◆ **Exercise objective**
Within the entries that follow, show each line where the word "WeatherSnapshot" occurs.

Supplied records START

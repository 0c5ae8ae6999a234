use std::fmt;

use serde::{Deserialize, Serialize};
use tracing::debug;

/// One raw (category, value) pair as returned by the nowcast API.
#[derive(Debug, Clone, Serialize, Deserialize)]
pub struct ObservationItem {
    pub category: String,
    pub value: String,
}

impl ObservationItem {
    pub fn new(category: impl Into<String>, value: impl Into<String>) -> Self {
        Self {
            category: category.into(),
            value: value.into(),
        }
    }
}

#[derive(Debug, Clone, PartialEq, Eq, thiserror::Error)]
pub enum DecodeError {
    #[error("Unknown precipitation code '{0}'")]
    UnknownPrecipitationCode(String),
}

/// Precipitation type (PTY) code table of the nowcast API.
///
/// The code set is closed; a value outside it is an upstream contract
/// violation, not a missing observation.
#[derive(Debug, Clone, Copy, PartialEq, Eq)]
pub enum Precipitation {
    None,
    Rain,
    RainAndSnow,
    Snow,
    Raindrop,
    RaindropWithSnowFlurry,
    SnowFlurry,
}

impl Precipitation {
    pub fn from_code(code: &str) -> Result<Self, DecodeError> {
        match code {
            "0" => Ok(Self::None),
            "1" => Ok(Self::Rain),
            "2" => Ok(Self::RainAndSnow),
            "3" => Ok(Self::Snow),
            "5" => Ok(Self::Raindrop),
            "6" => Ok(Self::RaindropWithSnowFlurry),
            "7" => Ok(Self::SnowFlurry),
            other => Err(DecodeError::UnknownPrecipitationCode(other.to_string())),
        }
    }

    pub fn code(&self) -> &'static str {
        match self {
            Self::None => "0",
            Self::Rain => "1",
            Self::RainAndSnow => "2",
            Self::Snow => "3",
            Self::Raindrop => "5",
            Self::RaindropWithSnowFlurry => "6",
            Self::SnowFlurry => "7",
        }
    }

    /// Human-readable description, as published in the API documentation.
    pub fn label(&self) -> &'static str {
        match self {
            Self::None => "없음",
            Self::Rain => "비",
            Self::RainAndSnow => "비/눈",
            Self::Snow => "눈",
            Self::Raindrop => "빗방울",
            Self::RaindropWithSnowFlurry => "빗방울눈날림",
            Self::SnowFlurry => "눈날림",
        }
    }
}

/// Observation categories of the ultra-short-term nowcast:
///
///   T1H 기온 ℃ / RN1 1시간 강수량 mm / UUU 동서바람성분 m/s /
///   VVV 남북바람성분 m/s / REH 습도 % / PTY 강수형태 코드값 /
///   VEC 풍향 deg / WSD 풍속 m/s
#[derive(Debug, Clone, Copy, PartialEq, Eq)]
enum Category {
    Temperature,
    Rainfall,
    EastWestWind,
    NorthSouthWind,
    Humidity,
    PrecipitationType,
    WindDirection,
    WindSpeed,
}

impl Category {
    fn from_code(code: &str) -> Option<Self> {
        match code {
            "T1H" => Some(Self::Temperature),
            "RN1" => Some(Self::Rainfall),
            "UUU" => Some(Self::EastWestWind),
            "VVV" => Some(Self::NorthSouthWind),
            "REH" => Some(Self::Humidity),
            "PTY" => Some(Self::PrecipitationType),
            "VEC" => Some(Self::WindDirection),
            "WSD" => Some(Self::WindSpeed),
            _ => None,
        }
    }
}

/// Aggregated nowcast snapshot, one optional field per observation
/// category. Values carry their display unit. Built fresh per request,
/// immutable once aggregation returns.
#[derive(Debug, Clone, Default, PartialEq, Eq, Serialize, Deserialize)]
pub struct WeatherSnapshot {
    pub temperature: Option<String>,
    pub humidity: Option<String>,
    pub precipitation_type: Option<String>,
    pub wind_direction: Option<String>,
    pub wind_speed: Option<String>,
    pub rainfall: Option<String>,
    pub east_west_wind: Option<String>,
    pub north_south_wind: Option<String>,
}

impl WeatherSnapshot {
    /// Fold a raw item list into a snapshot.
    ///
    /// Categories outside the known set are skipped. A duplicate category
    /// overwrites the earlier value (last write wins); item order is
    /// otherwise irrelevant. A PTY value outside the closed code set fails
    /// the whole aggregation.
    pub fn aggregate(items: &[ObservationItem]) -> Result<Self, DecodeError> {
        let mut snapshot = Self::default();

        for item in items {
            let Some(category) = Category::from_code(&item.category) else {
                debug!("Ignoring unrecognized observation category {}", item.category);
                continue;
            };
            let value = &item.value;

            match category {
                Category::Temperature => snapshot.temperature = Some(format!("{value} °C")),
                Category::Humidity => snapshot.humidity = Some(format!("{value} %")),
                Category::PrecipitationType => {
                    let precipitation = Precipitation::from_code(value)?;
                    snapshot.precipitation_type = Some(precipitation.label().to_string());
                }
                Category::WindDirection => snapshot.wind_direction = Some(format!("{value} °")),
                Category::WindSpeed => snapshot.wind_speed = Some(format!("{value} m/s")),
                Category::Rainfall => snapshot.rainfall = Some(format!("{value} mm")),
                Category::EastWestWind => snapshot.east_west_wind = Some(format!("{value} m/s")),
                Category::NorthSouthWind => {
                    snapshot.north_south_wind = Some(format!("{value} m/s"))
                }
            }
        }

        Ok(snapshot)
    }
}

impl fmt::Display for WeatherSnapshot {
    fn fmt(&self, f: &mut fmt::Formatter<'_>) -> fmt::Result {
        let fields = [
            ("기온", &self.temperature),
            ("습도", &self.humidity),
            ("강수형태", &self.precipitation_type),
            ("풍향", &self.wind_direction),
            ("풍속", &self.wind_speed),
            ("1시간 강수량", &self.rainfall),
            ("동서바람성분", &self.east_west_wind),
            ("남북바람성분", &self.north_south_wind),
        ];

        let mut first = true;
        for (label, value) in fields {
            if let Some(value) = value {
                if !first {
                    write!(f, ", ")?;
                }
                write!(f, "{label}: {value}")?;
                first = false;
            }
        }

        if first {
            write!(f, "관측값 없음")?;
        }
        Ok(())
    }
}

Supplied records END
Supplied records START

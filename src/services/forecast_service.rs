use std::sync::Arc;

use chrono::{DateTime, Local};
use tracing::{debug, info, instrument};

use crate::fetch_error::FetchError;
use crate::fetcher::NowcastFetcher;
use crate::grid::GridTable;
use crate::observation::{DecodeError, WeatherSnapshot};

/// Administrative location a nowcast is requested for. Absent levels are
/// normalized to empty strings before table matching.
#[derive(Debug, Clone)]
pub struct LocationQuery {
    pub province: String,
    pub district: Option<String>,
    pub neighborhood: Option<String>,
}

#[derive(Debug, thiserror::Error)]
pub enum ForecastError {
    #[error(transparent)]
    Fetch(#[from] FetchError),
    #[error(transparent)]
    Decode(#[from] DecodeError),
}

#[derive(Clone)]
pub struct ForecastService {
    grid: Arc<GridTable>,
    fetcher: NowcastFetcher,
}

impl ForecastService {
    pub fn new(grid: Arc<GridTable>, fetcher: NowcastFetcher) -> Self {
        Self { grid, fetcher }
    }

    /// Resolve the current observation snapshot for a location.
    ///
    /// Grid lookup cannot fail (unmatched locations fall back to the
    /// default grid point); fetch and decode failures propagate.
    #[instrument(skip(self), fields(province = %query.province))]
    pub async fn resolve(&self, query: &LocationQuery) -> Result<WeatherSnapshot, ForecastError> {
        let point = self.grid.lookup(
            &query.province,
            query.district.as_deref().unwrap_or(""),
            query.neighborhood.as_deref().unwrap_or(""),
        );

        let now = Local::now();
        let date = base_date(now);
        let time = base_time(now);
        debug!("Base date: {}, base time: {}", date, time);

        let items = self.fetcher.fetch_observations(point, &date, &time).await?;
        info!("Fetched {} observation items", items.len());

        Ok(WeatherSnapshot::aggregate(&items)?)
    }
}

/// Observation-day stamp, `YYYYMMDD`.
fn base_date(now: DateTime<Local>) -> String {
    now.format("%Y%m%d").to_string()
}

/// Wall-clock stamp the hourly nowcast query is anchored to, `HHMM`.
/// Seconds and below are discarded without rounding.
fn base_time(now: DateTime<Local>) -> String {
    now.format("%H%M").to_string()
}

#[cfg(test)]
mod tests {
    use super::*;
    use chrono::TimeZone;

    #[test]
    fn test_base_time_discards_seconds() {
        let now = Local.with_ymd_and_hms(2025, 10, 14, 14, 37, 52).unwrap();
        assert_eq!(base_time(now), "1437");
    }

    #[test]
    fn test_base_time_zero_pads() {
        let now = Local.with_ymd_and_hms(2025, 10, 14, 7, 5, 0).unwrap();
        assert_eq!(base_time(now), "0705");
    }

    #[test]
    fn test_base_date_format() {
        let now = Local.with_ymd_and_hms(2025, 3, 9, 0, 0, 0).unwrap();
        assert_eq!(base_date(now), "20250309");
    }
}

Supplied records END

◆ **Solution for this task**
pub struct WeatherSnapshot {
impl WeatherSnapshot {
impl fmt::Display for WeatherSnapshot {
use crate::observation::{DecodeError, WeatherSnapshot};
    pub async fn resolve(&self, query: &LocationQuery) -> Result<WeatherSnapshot, ForecastError> {
        Ok(WeatherSnapshot::aggregate(&items)?)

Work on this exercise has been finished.